Population dynamic of microbial consortia in a granular activated carbon-assisted biofilm reactor: Lessons from modelling

Abstract

In this work, experimental and long-term mathematical modelling approaches were combined to investigate mechanisms and drivers influencing on microbial consortia dynamics in an anaerobic granular biofilm reactor whereby dominantly anaerobic ammonium oxidation (anammox) and heterotrophic denitrifying bacteria can attach and grow on granular activated carbon (GAC). For this mean, a novel biofilm model including soluble microbial products (SMP) and extracellular polymeric substance (EPS) was developed to explain kinetics and abundance of independent microbial groups in terms of relative biovolume fraction and the spatial localization of bacteria in biofilm layers. The model was calibrated, validated and the model accuracy was checked using measured total nitrogen concentration and microbial biovolume fractions.

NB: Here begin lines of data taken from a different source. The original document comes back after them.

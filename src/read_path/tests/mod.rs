//! Unit tests for the read path.
//! Team orchestration: membership cap checks and member back-references.

use crate::read_path::RepositoryError;
use crate::store::ports::DocumentStore;
use crate::team::{
    domain::{
        MAX_MEMBERS, MemberId, Membership, NewTeam, Team, TeamChanges, TeamDomainError, TeamId,
    },
    repository::{FetchedTeam, FetchedTeams, TeamMemberRepository, TeamRepository},
};
use std::collections::HashSet;
use std::sync::Arc;
use thiserror::Error;
use tracing::{info, warn};

/// Service-level errors for team operations.
#[derive(Debug, Error)]
pub enum TeamServiceError {
    /// Domain validation failed.
    #[error(transparent)]
    Domain(#[from] TeamDomainError),
    /// Repository operation failed.
    #[error(transparent)]
    Repository(#[from] RepositoryError),
    /// The team does not exist in the raw collection.
    #[error("team {0} not found")]
    NotFound(TeamId),
}

/// Result type for team service operations.
pub type TeamServiceResult<T> = Result<T, TeamServiceError>;

/// Team orchestration service.
///
/// Keeps each member's `teams` back-reference in step with team membership.
/// The two writes are not atomic; a failed back-reference update is
/// reported as an error after the team write has landed.
#[derive(Clone)]
pub struct TeamService<S>
where
    S: DocumentStore,
{
    teams: TeamRepository<S>,
    members: TeamMemberRepository<S>,
}

impl<S> TeamService<S>
where
    S: DocumentStore,
{
    /// Creates a team service over the given store.
    #[must_use]
    pub fn new(store: Arc<S>) -> Self {
        Self {
            teams: TeamRepository::new(Arc::clone(&store)),
            members: TeamMemberRepository::new(store),
        }
    }

    /// Creates a team and records it on each member.
    ///
    /// # Errors
    ///
    /// Returns [`TeamServiceError::Domain`] for invalid input, including more
    /// than [`MAX_MEMBERS`] members, and repository failures.
    pub async fn create(&self, request: NewTeam) -> TeamServiceResult<Team> {
        let team = Team::new(request)?;
        self.teams.create(&team).await?;
        for entry in team.members() {
            self.link(entry.user_id, team.id()).await?;
        }
        info!(team_id = %team.id(), members = team.members().len(), "team created");
        Ok(team)
    }

    /// Reads a team through its fallback policy.
    ///
    /// # Errors
    ///
    /// Returns [`TeamServiceError::NotFound`] when neither the collection nor
    /// the view holds the team.
    pub async fn get(&self, id: TeamId) -> TeamServiceResult<FetchedTeam> {
        self.teams
            .get(id)
            .await?
            .ok_or(TeamServiceError::NotFound(id))
    }

    /// Lists teams through their fallback policy.
    ///
    /// # Errors
    ///
    /// Returns repository failures.
    pub async fn list(&self) -> TeamServiceResult<FetchedTeams> {
        Ok(self.teams.get_all().await?)
    }

    /// Applies a partial update. A replaced member list is validated and the
    /// back-references of added and removed members are updated.
    ///
    /// # Errors
    ///
    /// Returns [`TeamServiceError::NotFound`] when the raw team is missing,
    /// [`TeamServiceError::Domain`] for invalid changes, and repository
    /// failures.
    pub async fn update(&self, id: TeamId, changes: TeamChanges) -> TeamServiceResult<Team> {
        let validated = changes.validated()?;
        let current = self.raw_team(id).await?;
        self.teams.update(id, &validated).await?;

        if let Some(replacement) = validated.members() {
            let before: HashSet<MemberId> = member_set(current.members());
            let after: HashSet<MemberId> = member_set(replacement);
            for removed in before.difference(&after) {
                self.unlink(*removed, id).await?;
            }
            for added in after.difference(&before) {
                self.link(*added, id).await?;
            }
        }
        self.raw_team(id).await
    }

    /// Deletes a raw team and clears it from its members' back-references.
    ///
    /// # Errors
    ///
    /// Returns [`TeamServiceError::NotFound`] when the raw team is missing
    /// and repository failures.
    pub async fn delete(&self, id: TeamId) -> TeamServiceResult<()> {
        let current = self.raw_team(id).await?;
        if !self.teams.delete(id).await? {
            return Err(TeamServiceError::NotFound(id));
        }
        for entry in current.members() {
            self.unlink(entry.user_id, id).await?;
        }
        info!(team_id = %id, "team deleted");
        Ok(())
    }

    /// Adds members to a team. Entries for members already on the team are
    /// ignored.
    ///
    /// # Errors
    ///
    /// Returns [`TeamDomainError::TooManyMembers`] when the team would exceed
    /// [`MAX_MEMBERS`], [`TeamServiceError::NotFound`] when the raw team is
    /// missing, and repository failures.
    pub async fn add_members(
        &self,
        id: TeamId,
        additions: impl IntoIterator<Item = Membership>,
    ) -> TeamServiceResult<Team> {
        let current = self.raw_team(id).await?;
        let mut seen = member_set(current.members());
        let fresh: Vec<Membership> = additions
            .into_iter()
            .filter(|entry| seen.insert(entry.user_id))
            .collect();

        let count = current.members().len() + fresh.len();
        if count > MAX_MEMBERS {
            return Err(TeamDomainError::TooManyMembers {
                count,
                max: MAX_MEMBERS,
            }
            .into());
        }

        for entry in fresh {
            self.teams.add_member(id, entry).await?;
            self.link(entry.user_id, id).await?;
        }
        self.raw_team(id).await
    }

    /// Removes a member from a team and the team from the member.
    ///
    /// # Errors
    ///
    /// Returns [`TeamServiceError::NotFound`] when the raw team is missing
    /// and repository failures.
    pub async fn remove_member(&self, id: TeamId, member: MemberId) -> TeamServiceResult<Team> {
        let outcome = self.teams.remove_member(id, member).await?;
        if !outcome.matched {
            return Err(TeamServiceError::NotFound(id));
        }
        self.unlink(member, id).await?;
        self.raw_team(id).await
    }

    /// Lists the raw teams managed by `manager`.
    ///
    /// # Errors
    ///
    /// Returns repository failures.
    pub async fn teams_for_manager(&self, manager: MemberId) -> TeamServiceResult<Vec<Team>> {
        Ok(self.teams.find_by_project_manager(manager).await?)
    }

    async fn raw_team(&self, id: TeamId) -> TeamServiceResult<Team> {
        self.teams
            .get(id)
            .await?
            .and_then(FetchedTeam::into_collection)
            .ok_or(TeamServiceError::NotFound(id))
    }

    async fn link(&self, member: MemberId, team: TeamId) -> TeamServiceResult<()> {
        let outcome = self.members.add_team(member, team).await?;
        if !outcome.matched {
            warn!(member_id = %member, team_id = %team, "member missing, back-reference skipped");
        }
        Ok(())
    }

    async fn unlink(&self, member: MemberId, team: TeamId) -> TeamServiceResult<()> {
        let outcome = self.members.remove_team(member, team).await?;
        if !outcome.matched {
            warn!(member_id = %member, team_id = %team, "member missing, back-reference skipped");
        }
        Ok(())
    }
}

fn member_set(entries: &[Membership]) -> HashSet<MemberId> {
    entries.iter().map(|entry| entry.user_id).collect()
}
//! Team member accounts.

use super::{MemberId, Role, TeamDomainError, TeamId, deserialize_references};
use serde::{Deserialize, Serialize};

/// Member account stored in the raw `team_members` collection.
///
/// `teams` is a denormalized back-reference kept in step with team
/// membership by the team service. Malformed entries are skipped on read.
#[derive(Debug, Clone, PartialEq, Eq, Serialize, Deserialize)]
pub struct TeamMember {
    #[serde(rename = "_id")]
    id: MemberId,
    name: String,
    email: String,
    role: Role,
    hashed_password: String,
    #[serde(default, deserialize_with = "deserialize_references")]
    teams: Vec<TeamId>,
}

/// Input for creating a team member.
#[derive(Debug, Clone, PartialEq, Eq)]
pub struct NewTeamMember {
    /// Display name.
    pub name: String,
    /// Contact and login address.
    pub email: String,
    /// Account-wide role.
    pub role: Role,
    /// Credential hash produced outside this crate.
    pub hashed_password: String,
}

impl NewTeamMember {
    /// Creates member input.
    #[must_use]
    pub fn new(
        name: impl Into<String>,
        email: impl Into<String>,
        role: Role,
        hashed_password: impl Into<String>,
    ) -> Self {
        Self {
            name: name.into(),
            email: email.into(),
            role,
            hashed_password: hashed_password.into(),
        }
    }
}

impl TeamMember {
    /// Creates a validated member with a fresh identity and no teams.
    ///
    /// # Errors
    ///
    /// Returns [`TeamDomainError::EmptyMemberName`] or
    /// [`TeamDomainError::InvalidEmail`].
    pub fn new(input: NewTeamMember) -> Result<Self, TeamDomainError> {
        Ok(Self {
            id: MemberId::new(),
            name: validate_member_name(&input.name)?,
            email: validate_email(&input.email)?,
            role: input.role,
            hashed_password: input.hashed_password,
            teams: Vec::new(),
        })
    }

    /// Returns the member identifier.
    #[must_use]
    pub const fn id(&self) -> MemberId {
        self.id
    }

    /// Returns the display name.
    #[must_use]
    pub fn name(&self) -> &str {
        &self.name
    }

    /// Returns the email address.
    #[must_use]
    pub fn email(&self) -> &str {
        &self.email
    }

    /// Returns the account-wide role.
    #[must_use]
    pub const fn role(&self) -> Role {
        self.role
    }

    /// Returns the credential hash.
    #[must_use]
    pub fn hashed_password(&self) -> &str {
        &self.hashed_password
    }

    /// Returns the teams this member belongs to.
    #[must_use]
    pub fn teams(&self) -> &[TeamId] {
        &self.teams
    }
}

/// Partial update of a member account.
#[derive(Debug, Clone, Default, PartialEq, Eq, Serialize)]
pub struct TeamMemberChanges {
    #[serde(skip_serializing_if = "Option::is_none")]
    name: Option<String>,
    #[serde(skip_serializing_if = "Option::is_none")]
    email: Option<String>,
    #[serde(skip_serializing_if = "Option::is_none")]
    role: Option<Role>,
    #[serde(skip_serializing_if = "Option::is_none")]
    hashed_password: Option<String>,
}

impl TeamMemberChanges {
    /// Creates an empty change set.
    #[must_use]
    pub fn new() -> Self {
        Self::default()
    }

    /// Sets a new display name.
    #[must_use]
    pub fn with_name(mut self, name: impl Into<String>) -> Self {
        self.name = Some(name.into());
        self
    }

    /// Sets a new email address.
    #[must_use]
    pub fn with_email(mut self, email: impl Into<String>) -> Self {
        self.email = Some(email.into());
        self
    }

    /// Sets a new role.
    #[must_use]
    pub const fn with_role(mut self, role: Role) -> Self {
        self.role = Some(role);
        self
    }

    /// Sets a new credential hash.
    #[must_use]
    pub fn with_hashed_password(mut self, hashed_password: impl Into<String>) -> Self {
        self.hashed_password = Some(hashed_password.into());
        self
    }

    /// Returns the replacement email address, if any.
    #[must_use]
    pub fn email(&self) -> Option<&str> {
        self.email.as_deref()
    }

    /// Returns `true` when nothing would change.
    #[must_use]
    pub const fn is_empty(&self) -> bool {
        self.name.is_none()
            && self.email.is_none()
            && self.role.is_none()
            && self.hashed_password.is_none()
    }

    /// Validates and normalizes the fields being set.
    ///
    /// # Errors
    ///
    /// Returns the first [`TeamDomainError`] found.
    pub fn validated(mut self) -> Result<Self, TeamDomainError> {
        if let Some(name) = self.name.as_deref() {
            self.name = Some(validate_member_name(name)?);
        }
        if let Some(email) = self.email.as_deref() {
            self.email = Some(validate_email(email)?);
        }
        Ok(self)
    }
}

fn validate_member_name(name: &str) -> Result<String, TeamDomainError> {
    let trimmed = name.trim();
    if trimmed.is_empty() {
        return Err(TeamDomainError::EmptyMemberName);
    }
    Ok(trimmed.to_owned())
}

fn validate_email(email: &str) -> Result<String, TeamDomainError> {
    let trimmed = email.trim();
    let well_formed = trimmed.split_once('@').is_some_and(|(local, domain)| {
        !local.is_empty() && !domain.is_empty() && !domain.contains('@')
    });
    if !well_formed {
        return Err(TeamDomainError::InvalidEmail(email.to_owned()));
    }
    Ok(trimmed.to_ascii_lowercase())
}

For estimation of biovolume fraction an innovative enhanced protocol for quantitative fluorescence in-situ hybridization (qFISH), in-situ microscopy and digital image analysis for the cultivation-independent microorganisms was established. The model with EPS kinetics fits better for the bacteria groups of anammox bacteria, AOB and NOB compared to the model without EPS. Real-time producing BAP and UAP is simulated and it was presumed that he growth and existence of heterotrophs in anammox biofilm systems increase due to considering the autotrophic production of SMP.